Psikolog dan Psikiater
Psikolog dan psikiater adalah sebuah profesional yang menggunakan pendekatan kejiwaan sebagai alat untuk mengetahui atau menganalisa seseorang yang menjadi klien. Perbedaanya kemudian terletak pada objek studi secara dominan dari kedua profesi ini. Pada profesi psikiater, fisik dari kejiwaan itu sendiri menjadi pusat atau dasar pre asumsi yang ditarik untuk setiap analisa simptom yang digunakan. Sementara pada profesi psikolog, pendekatan terhadap bagaimana seseorang bertingkah laku, menjadi pusat atau dasar pre asumsi. Dan untuk setiap profesi ini jelas, bahwa masing-masing mempelajari cara intervensi yang berbeda. secara fisik, tentu cara intervensi yang paling dapat di gunakan adalah secara kimiawi, sementara untuk tingkah laku, maka perlu adanya terapi khusus yang menyangkut kepada bagaimana proses kognitif seseorang hingga memunculkan tingkah laku tersebut.
Saran
perlu adanya sebuah media pertukaran informasi yang relevan dengan masyarakat Indonesia yang cenderung mengadaptasikan informasi cukup yang tersedia di hadapannya. Dengan demikian, maka media yang diharapkan ini haruslah interaktif dan mengundang antusiasme masyarakat Indonesia. Asumsi ini saya tarik karena melihat kecenderungan masyarakat Indonesia akan sebuah peristiwa yang luar biasa dan ketika mereka bisa terlibat di dalamnya, maka kemudian akan menarik lebih banyak orang lagi untuk ikut di dalamnya, dan bahkan mengundang perilaku kritis bertanya untuk informasi yang dibutuhkan agar dapat terlibat lebih jauh.
Referensi
Anastasi, Urbina.
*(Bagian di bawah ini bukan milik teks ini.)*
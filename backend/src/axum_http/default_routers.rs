use axum::{Json, http::StatusCode, response::IntoResponse};
use serde::Serialize;
use tracing::debug;

#[derive(Debug, Serialize)]
pub struct HealthBody {
    pub status: &'static str,
    pub service: &'static str,
    pub version: &'static str,
}

pub async fn not_found() -> impl IntoResponse {
    debug!("backend router: not_found handler invoked");
    (StatusCode::NOT_FOUND, "NOT_FOUND").into_response()
}

pub async fn health_check() -> impl IntoResponse {
    (
        StatusCode::OK,
        Json(HealthBody {
            status: "ok",
            service: "checkout-backend",
            version: env!("CARGO_PKG_VERSION"),
        }),
    )
        .into_response()
}
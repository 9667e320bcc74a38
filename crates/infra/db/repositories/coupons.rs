use anyhow::Result;
use async_trait::async_trait;
use chrono::{DateTime, Utc};
use diesel::{OptionalExtension, RunQueryDsl, define_sql_function, prelude::*, sql_types::Text};
use std::sync::Arc;
use tokio::task;
use tracing::warn;
use uuid::Uuid;

use crate::{
    domain::{
        entities::coupons::CouponEntity,
        repositories::coupons::CouponValidator,
        value_objects::{
            coupons::{CouponSummary, CouponVerdict},
            enums::discount_types::DiscountType,
        },
    },
    infra::db::postgres::{postgres_connection::PgPoolSquad, schema::coupons},
};

define_sql_function!(fn lower(x: Text) -> Text);

/// Coupon rules backed by the `coupons` table.
pub struct CouponPostgres {
    db_pool: Arc<PgPoolSquad>,
}

impl CouponPostgres {
    pub fn new(db_pool: Arc<PgPoolSquad>) -> Self {
        Self { db_pool }
    }

    async fn find_by_code(&self, code: &str) -> Result<Option<CouponEntity>> {
        let db_pool = Arc::clone(&self.db_pool);
        let code = code.trim().to_lowercase();

        task::spawn_blocking(move || -> Result<Option<CouponEntity>> {
            let mut conn = db_pool.get()?;

            let coupon = coupons::table
                .filter(lower(coupons::code).eq(code))
                .select(CouponEntity::as_select())
                .first::<CouponEntity>(&mut conn)
                .optional()?;

            Ok(coupon)
        })
        .await?
    }
}

#[async_trait]
impl CouponValidator for CouponPostgres {
    async fn validate(&self, code: &str, user_id: Uuid, base_amount: i64) -> Result<CouponVerdict> {
        let Some(coupon) = self.find_by_code(code).await? else {
            return Ok(CouponVerdict::rejected("coupon code not found"));
        };

        let verdict = evaluate_coupon(&coupon, base_amount, Utc::now());
        if let CouponVerdict::Rejected { message } = &verdict {
            warn!(%user_id, code = %coupon.code, reason = %message, "coupons: coupon rejected");
        }

        Ok(verdict)
    }

    async fn record_redemption(&self, code: &str) -> Result<bool> {
        let db_pool = Arc::clone(&self.db_pool);
        let code = code.trim().to_lowercase();

        task::spawn_blocking(move || -> Result<bool> {
            let mut conn = db_pool.get()?;

            let updated = diesel::update(
                coupons::table.filter(lower(coupons::code).eq(code)).filter(
                    coupons::usage_limit
                        .is_null()
                        .or(coupons::times_used.lt(coupons::usage_limit.assume_not_null())),
                ),
            )
            .set(coupons::times_used.eq(coupons::times_used + 1))
            .execute(&mut conn)?;

            Ok(updated == 1)
        })
        .await?
    }
}

/// Applies eligibility and discount rules to a loaded coupon.
pub fn evaluate_coupon(coupon: &CouponEntity, base_amount: i64, now: DateTime<Utc>) -> CouponVerdict {
    if !coupon.is_active {
        return CouponVerdict::rejected("coupon is no longer active");
    }
    if coupon.starts_at.is_some_and(|starts_at| now < starts_at) {
        return CouponVerdict::rejected("coupon is not active yet");
    }
    if coupon.expires_at.is_some_and(|expires_at| now >= expires_at) {
        return CouponVerdict::rejected("coupon has expired");
    }
    if coupon
        .usage_limit
        .is_some_and(|limit| coupon.times_used >= limit)
    {
        return CouponVerdict::rejected("coupon usage limit reached");
    }

    let Some(discount_type) = DiscountType::from_str(&coupon.discount_type) else {
        return CouponVerdict::rejected("coupon is misconfigured");
    };

    let base_amount = base_amount.max(0);
    let raw_discount = match discount_type {
        DiscountType::Percentage => {
            let percentage = coupon.discount_value.clamp(0, 100);
            let discount = base_amount * percentage / 100;
            match coupon.max_discount_amount {
                Some(cap) => discount.min(cap.max(0)),
                None => discount,
            }
        }
        DiscountType::Fixed => coupon.discount_value.max(0),
    };
    let discount_amount = raw_discount.min(base_amount);

    CouponVerdict::Accepted {
        discount_amount,
        final_amount: base_amount - discount_amount,
        coupon: CouponSummary {
            code: coupon.code.clone(),
            discount_type,
            discount_value: coupon.discount_value,
        },
    }
}

#[cfg(test)]
mod tests {
    use super::*;
    use chrono::Duration;

    fn coupon(discount_type: &str, discount_value: i64) -> CouponEntity {
        CouponEntity {
            id: Uuid::new_v4(),
            code: "NOWRUZ".to_string(),
            discount_type: discount_type.to_string(),
            discount_value,
            max_discount_amount: None,
            usage_limit: None,
            times_used: 0,
            starts_at: None,
            expires_at: None,
            is_active: true,
            created_at: Utc::now(),
        }
    }

    fn accepted_discount(verdict: CouponVerdict) -> i64 {
        match verdict {
            CouponVerdict::Accepted {
                discount_amount, ..
            } => discount_amount,
            CouponVerdict::Rejected { message } => panic!("unexpected rejection: {message}"),
        }
    }

    #[test]
    fn percentage_coupon_respects_cap() {
        let mut capped = coupon("percentage", 50);
        capped.max_discount_amount = Some(20_000);

        assert_eq!(
            accepted_discount(evaluate_coupon(&capped, 90_000, Utc::now())),
            20_000
        );
        assert_eq!(
            accepted_discount(evaluate_coupon(&coupon("percentage", 50), 90_000, Utc::now())),
            45_000
        );
    }

    #[test]
    fn fixed_coupon_never_exceeds_base() {
        let verdict = evaluate_coupon(&coupon("fixed", 120_000), 90_000, Utc::now());
        match verdict {
            CouponVerdict::Accepted {
                discount_amount,
                final_amount,
                ..
            } => {
                assert_eq!(discount_amount, 90_000);
                assert_eq!(final_amount, 0);
            }
            CouponVerdict::Rejected { message } => panic!("unexpected rejection: {message}"),
        }
    }

    #[test]
    fn expired_and_exhausted_coupons_are_rejected() {
        let now = Utc::now();

        let mut expired = coupon("fixed", 1_000);
        expired.expires_at = Some(now - Duration::days(1));
        assert_eq!(
            evaluate_coupon(&expired, 10_000, now),
            CouponVerdict::rejected("coupon has expired")
        );

        let mut exhausted = coupon("fixed", 1_000);
        exhausted.usage_limit = Some(5);
        exhausted.times_used = 5;
        assert_eq!(
            evaluate_coupon(&exhausted, 10_000, now),
            CouponVerdict::rejected("coupon usage limit reached")
        );
    }

    #[test]
    fn inactive_future_and_unknown_type_are_rejected() {
        let now = Utc::now();

        let mut inactive = coupon("fixed", 1_000);
        inactive.is_active = false;
        assert!(matches!(
            evaluate_coupon(&inactive, 10_000, now),
            CouponVerdict::Rejected { .. }
        ));

        let mut future = coupon("fixed", 1_000);
        future.starts_at = Some(now + Duration::hours(2));
        assert!(matches!(
            evaluate_coupon(&future, 10_000, now),
            CouponVerdict::Rejected { .. }
        ));

        assert_eq!(
            evaluate_coupon(&coupon("bogus", 10), 10_000, now),
            CouponVerdict::rejected("coupon is misconfigured")
        );
    }
}
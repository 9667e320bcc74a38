pub mod default_routers;
pub mod error_responses;
pub mod http_serve;
pub mod routers;
pub mod checkout;
pub mod coupons;
pub mod enums;
pub mod payment_gateway;
pub mod payment_metadata;
pub mod payment_results;
pub mod plan_types;
pub mod priced_offers;
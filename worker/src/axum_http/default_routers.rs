use axum::{http::StatusCode, response::IntoResponse};
use tracing::debug;

pub async fn not_found() -> impl IntoResponse {
    debug!("worker router: not_found handler invoked");
    (StatusCode::NOT_FOUND, "NOT_FOUND").into_response()
}

pub async fn health_check() -> impl IntoResponse {
    (StatusCode::OK, "OK").into_response()
}
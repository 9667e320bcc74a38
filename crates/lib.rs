pub mod domain;
pub mod infra;
pub mod observability;
pub mod payments;
use axum::{
    async_trait,
    extract::FromRequestParts,
    http::{StatusCode, request::Parts},
};
use jsonwebtoken::{Algorithm, DecodingKey, Validation, decode};
use serde::{Deserialize, Serialize};
use tracing::warn;
use uuid::Uuid;

use crate::config::config_loader;

/// Claims issued by the account service after OTP login.
#[derive(Debug, Serialize, Deserialize)]
pub struct AccessClaims {
    pub sub: String,
    #[serde(default)]
    pub role: Option<String>,
    pub exp: usize,
}

/// The caller of an authenticated route. Handlers pass `user_id` on to use cases explicitly.
#[derive(Debug, Clone)]
pub struct AuthUser {
    pub user_id: Uuid,
    pub role: Option<String>,
}

#[derive(Debug)]
pub struct AuthError(anyhow::Error);

impl From<anyhow::Error> for AuthError {
    fn from(err: anyhow::Error) -> Self {
        AuthError(err)
    }
}

pub fn validate_access_token(token: &str, secret: &str) -> Result<AccessClaims, AuthError> {
    let decoding_key = DecodingKey::from_secret(secret.as_bytes());
    let validation = Validation::new(Algorithm::HS256);

    let token_data = decode::<AccessClaims>(token, &decoding_key, &validation)
        .map_err(|e| anyhow::anyhow!("JWT validation failed: {}", e))?;

    Ok(token_data.claims)
}

fn unauthorized(message: &str) -> (StatusCode, String) {
    (StatusCode::UNAUTHORIZED, message.to_string())
}

#[async_trait]
impl<S> FromRequestParts<S> for AuthUser
where
    S: Send + Sync,
{
    type Rejection = (StatusCode, String);

    async fn from_request_parts(parts: &mut Parts, _state: &S) -> Result<Self, Self::Rejection> {
        let auth_header = parts
            .headers
            .get(axum::http::header::AUTHORIZATION)
            .ok_or_else(|| unauthorized("Missing Authorization header"))?;

        let token = auth_header
            .to_str()
            .ok()
            .and_then(|value| value.strip_prefix("Bearer "))
            .map(str::trim)
            .filter(|token| !token.is_empty())
            .ok_or_else(|| unauthorized("Invalid Authorization header format"))?;

        let secret = config_loader::get_auth_secret().map_err(|err| {
            warn!(error = ?err, "auth: signing secret unavailable");
            (
                StatusCode::INTERNAL_SERVER_ERROR,
                "Internal server error".to_string(),
            )
        })?;

        let claims = validate_access_token(token, &secret.jwt_secret).map_err(|err| {
            if config_loader::get_stage().is_production() {
                unauthorized("Unauthorized")
            } else {
                (StatusCode::UNAUTHORIZED, err.0.to_string())
            }
        })?;

        let user_id =
            Uuid::parse_str(&claims.sub).map_err(|_| unauthorized("Invalid user ID in token"))?;

        Ok(AuthUser {
            user_id,
            role: claims.role,
        })
    }
}

#[cfg(test)]
pub(crate) mod tests;
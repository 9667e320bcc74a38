pub mod sweep_loop;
Psychological testing.
Aronson, E., Wilson, T.D., Akert, R.M. 2004. Media and Research Update : Social Psychology, 4th ed. New Jersey : Prentice-Hall.
Ashcraft, M. H. 1994. Human Memory and Cognition, second edition. USA: HarperCollins College Publishers.
Harbelandt, K. 1999. Human Memory: Exploration and application. USA:Allyn & Bacon
Murphy, K.R., Davidshofer, C.O..2005. Psychological Testing. Pearson Prentice hall.
Observation skill.
Santrock, John W. 2006. Life-span Development. New York : McGraw-Hill
Schultz,D. 1976. Theories Of Personality. Wadsworth :California.
Wortman, C.B., Loftus, E.F., Weaver, C.. 1999. Psychology fifth edition. Mcgraw-Hill college.